Endo Chikara y Miyoshi Satoru salieron a recibirle a las puertas del castillo, dándole la bienvenida y expresando sus condolencias por la muerte del señor Shigemori. En contraste con el delirio que reinaba en la ciudad, el estado de ánimo de ambos era sombrío. A ninguno se le escapaba que los Otori se enfrentaban a un absoluto desastre. Cabalgaron juntos a través del puente de madera; al llegar al primer patio, Shigeru desmontó y se encaminó a grandes pasos hacia el interior de la residencia.

Una vez que los tres hubieron entrado, Endo anunció:

—El señor Kitano llegará mañana con las demandas por parte de los Tohan.

—Convoca a los notables y a mis tíos —ordenó Shigeru—. Tenemos que discutir nuestra posición antes de encontrarnos con Kitano. Mi madre estará presente en la reunión. Avísame cuando todos estén preparados. Mientras tanto, tengo que ver a mi esposa.

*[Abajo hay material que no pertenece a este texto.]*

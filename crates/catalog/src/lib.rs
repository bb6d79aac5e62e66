//! Medicine catalog domain module (event-sourced).
//!
//! This crate contains business rules for the medicine catalog, implemented
//! purely as deterministic domain logic (no IO, no HTTP, no storage).

pub mod medicine;

pub use medicine::{
    Medicine, MedicineCommand, MedicineEvent, MedicinePricesUpdated, MedicineRegistered,
    RegisterMedicine, UpdateMedicinePrices,
};
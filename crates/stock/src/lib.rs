//! Vendor stock domain module (event-sourced).
//!
//! This crate contains the business rules for batch-tracked vendor inventory:
//! the `Batch` entity, the pure first-expire-first-out allocator, and the
//! `VendorStock` aggregate whose commit operation is the body of the stock
//! ledger's critical section. Implemented purely as deterministic domain
//! logic (no IO, no HTTP, no storage).

pub mod allocation;
pub mod batch;
pub mod stock;

pub use allocation::{AllocationLine, AllocationPlan, allocate};
pub use batch::Batch;
pub use stock::{
    AllocationReleased, BatchRegistered, CommitAllocation, RegisterBatch, ReleaseAllocation,
    StockAllocated, StockCommand, StockEvent, StockId, VendorStock,
};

Endo se dirigió a una de las criadas, quien se alejó por la veranda y al regresar, momentos después, susurró:

—Señor Otori, la señora Otori os espera.

La habitación resultaba sombría tras la intensa luz del sol, por lo que Shigeru no pudo distinguir con claridad la expresión de Moe cuando ésta hizo una reverencia hasta el suelo y luego pronunció palabras de bienvenida; pero la rigidez del cuerpo de la joven y su artificiosa manera de hablar revelaron a Shigeru el sufrimiento de Moe por los difuntos y, según sospechó él, también su decepción porque su propio marido no se encontrara entre ellos. Se arrodilló frente a su esposa, y entonces notó sus ojos enrojecidos y su semblante abotargado.